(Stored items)
******************************
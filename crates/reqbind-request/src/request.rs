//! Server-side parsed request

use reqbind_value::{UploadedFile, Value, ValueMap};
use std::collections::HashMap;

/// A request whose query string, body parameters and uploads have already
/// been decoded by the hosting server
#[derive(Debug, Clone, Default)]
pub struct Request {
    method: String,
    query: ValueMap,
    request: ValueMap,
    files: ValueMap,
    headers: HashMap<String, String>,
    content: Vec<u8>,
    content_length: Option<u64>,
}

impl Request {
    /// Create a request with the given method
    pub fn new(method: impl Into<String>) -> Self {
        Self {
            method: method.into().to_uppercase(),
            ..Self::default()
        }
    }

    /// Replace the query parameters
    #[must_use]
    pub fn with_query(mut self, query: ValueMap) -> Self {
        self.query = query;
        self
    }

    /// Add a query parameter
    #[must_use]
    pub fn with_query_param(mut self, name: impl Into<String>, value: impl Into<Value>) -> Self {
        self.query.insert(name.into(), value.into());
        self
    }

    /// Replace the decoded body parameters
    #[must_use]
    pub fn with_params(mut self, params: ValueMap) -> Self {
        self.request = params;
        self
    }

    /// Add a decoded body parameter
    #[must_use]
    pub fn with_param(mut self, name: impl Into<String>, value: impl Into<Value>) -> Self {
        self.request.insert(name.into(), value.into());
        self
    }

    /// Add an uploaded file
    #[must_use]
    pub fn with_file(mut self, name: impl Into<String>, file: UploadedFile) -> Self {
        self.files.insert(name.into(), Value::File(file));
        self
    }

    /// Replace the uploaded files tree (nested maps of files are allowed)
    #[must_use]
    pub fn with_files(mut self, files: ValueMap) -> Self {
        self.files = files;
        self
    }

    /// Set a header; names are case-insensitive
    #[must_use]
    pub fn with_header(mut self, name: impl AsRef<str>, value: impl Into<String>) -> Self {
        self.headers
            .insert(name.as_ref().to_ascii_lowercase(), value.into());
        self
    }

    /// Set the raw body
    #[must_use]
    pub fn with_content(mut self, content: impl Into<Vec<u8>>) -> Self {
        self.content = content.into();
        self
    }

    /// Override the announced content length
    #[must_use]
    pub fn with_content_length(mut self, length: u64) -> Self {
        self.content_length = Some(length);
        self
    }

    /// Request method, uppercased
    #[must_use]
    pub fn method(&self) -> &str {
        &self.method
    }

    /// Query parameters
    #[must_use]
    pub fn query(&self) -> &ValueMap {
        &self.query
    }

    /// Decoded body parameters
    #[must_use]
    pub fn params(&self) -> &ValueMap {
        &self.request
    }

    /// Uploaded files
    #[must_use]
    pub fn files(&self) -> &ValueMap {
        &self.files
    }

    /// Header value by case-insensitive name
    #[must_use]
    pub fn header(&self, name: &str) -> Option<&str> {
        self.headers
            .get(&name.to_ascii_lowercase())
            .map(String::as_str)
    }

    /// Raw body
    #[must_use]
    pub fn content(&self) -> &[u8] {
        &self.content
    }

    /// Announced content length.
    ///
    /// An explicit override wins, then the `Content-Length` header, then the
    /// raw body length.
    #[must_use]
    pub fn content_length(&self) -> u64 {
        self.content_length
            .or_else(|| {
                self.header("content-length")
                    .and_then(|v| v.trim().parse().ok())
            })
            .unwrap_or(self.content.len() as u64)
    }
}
******************************
→ **Work required**: Every line of the data above is to be repeated exactly.

→ **Your response**:
filename crates/reqbind-request/src/request.rs
//! Server-side parsed request

use reqbind_value::{UploadedFile, Value, ValueMap};
use std::collections::HashMap;

/// A request whose query string, body parameters and uploads have already
/// been decoded by the hosting server
#[derive(Debug, Clone, Default)]
pub struct Request {
    method: String,
    query: ValueMap,
    request: ValueMap,
    files: ValueMap,
    headers: HashMap<String, String>,
    content: Vec<u8>,
    content_length: Option<u64>,
}

impl Request {
    /// Create a request with the given method
    pub fn new(method: impl Into<String>) -> Self {
        Self {
            method: method.into().to_uppercase(),
            ..Self::default()
        }
    }

    /// Replace the query parameters
    #[must_use]
    pub fn with_query(mut self, query: ValueMap) -> Self {
        self.query = query;
        self
    }

    /// Add a query parameter
    #[must_use]
    pub fn with_query_param(mut self, name: impl Into<String>, value: impl Into<Value>) -> Self {
        self.query.insert(name.into(), value.into());
        self
    }

    /// Replace the decoded body parameters
    #[must_use]
    pub fn with_params(mut self, params: ValueMap) -> Self {
        self.request = params;
        self
    }

    /// Add a decoded body parameter
    #[must_use]
    pub fn with_param(mut self, name: impl Into<String>, value: impl Into<Value>) -> Self {
        self.request.insert(name.into(), value.into());
        self
    }

    /// Add an uploaded file
    #[must_use]
    pub fn with_file(mut self, name: impl Into<String>, file: UploadedFile) -> Self {
        self.files.insert(name.into(), Value::File(file));
        self
    }

    /// Replace the uploaded files tree (nested maps of files are allowed)
    #[must_use]
    pub fn with_files(mut self, files: ValueMap) -> Self {
        self.files = files;
        self
    }

    /// Set a header; names are case-insensitive
    #[must_use]
    pub fn with_header(mut self, name: impl AsRef<str>, value: impl Into<String>) -> Self {
        self.headers
            .insert(name.as_ref().to_ascii_lowercase(), value.into());
        self
    }

    /// Set the raw body
    #[must_use]
    pub fn with_content(mut self, content: impl Into<Vec<u8>>) -> Self {
        self.content = content.into();
        self
    }

    /// Override the announced content length
    #[must_use]
    pub fn with_content_length(mut self, length: u64) -> Self {
        self.content_length = Some(length);
        self
    }

    /// Request method, uppercased
    #[must_use]
    pub fn method(&self) -> &str {
        &self.method
    }

    /// Query parameters
    #[must_use]
    pub fn query(&self) -> &ValueMap {
        &self.query
    }

    /// Decoded body parameters
    #[must_use]
    pub fn params(&self) -> &ValueMap {
        &self.request
    }

    /// Uploaded files
    #[must_use]
    pub fn files(&self) -> &ValueMap {
        &self.files
    }

    /// Header value by case-insensitive name
    #[must_use]
    pub fn header(&self, name: &str) -> Option<&str> {
        self.headers
            .get(&name.to_ascii_lowercase())
            .map(String::as_str)
    }

    /// Raw body
    #[must_use]
    pub fn content(&self) -> &[u8] {
        &self.content
    }

    /// Announced content length.
    ///
    /// An explicit override wins, then the `Content-Length` header, then the
    /// raw body length.
    #[must_use]
    pub fn content_length(&self) -> u64 {
        self.content_length
            .or_else(|| {
                self.header("content-length")
                    .and_then(|v| v.trim().parse().ok())
            })
            .unwrap_or(self.content.len() as u64)
    }
}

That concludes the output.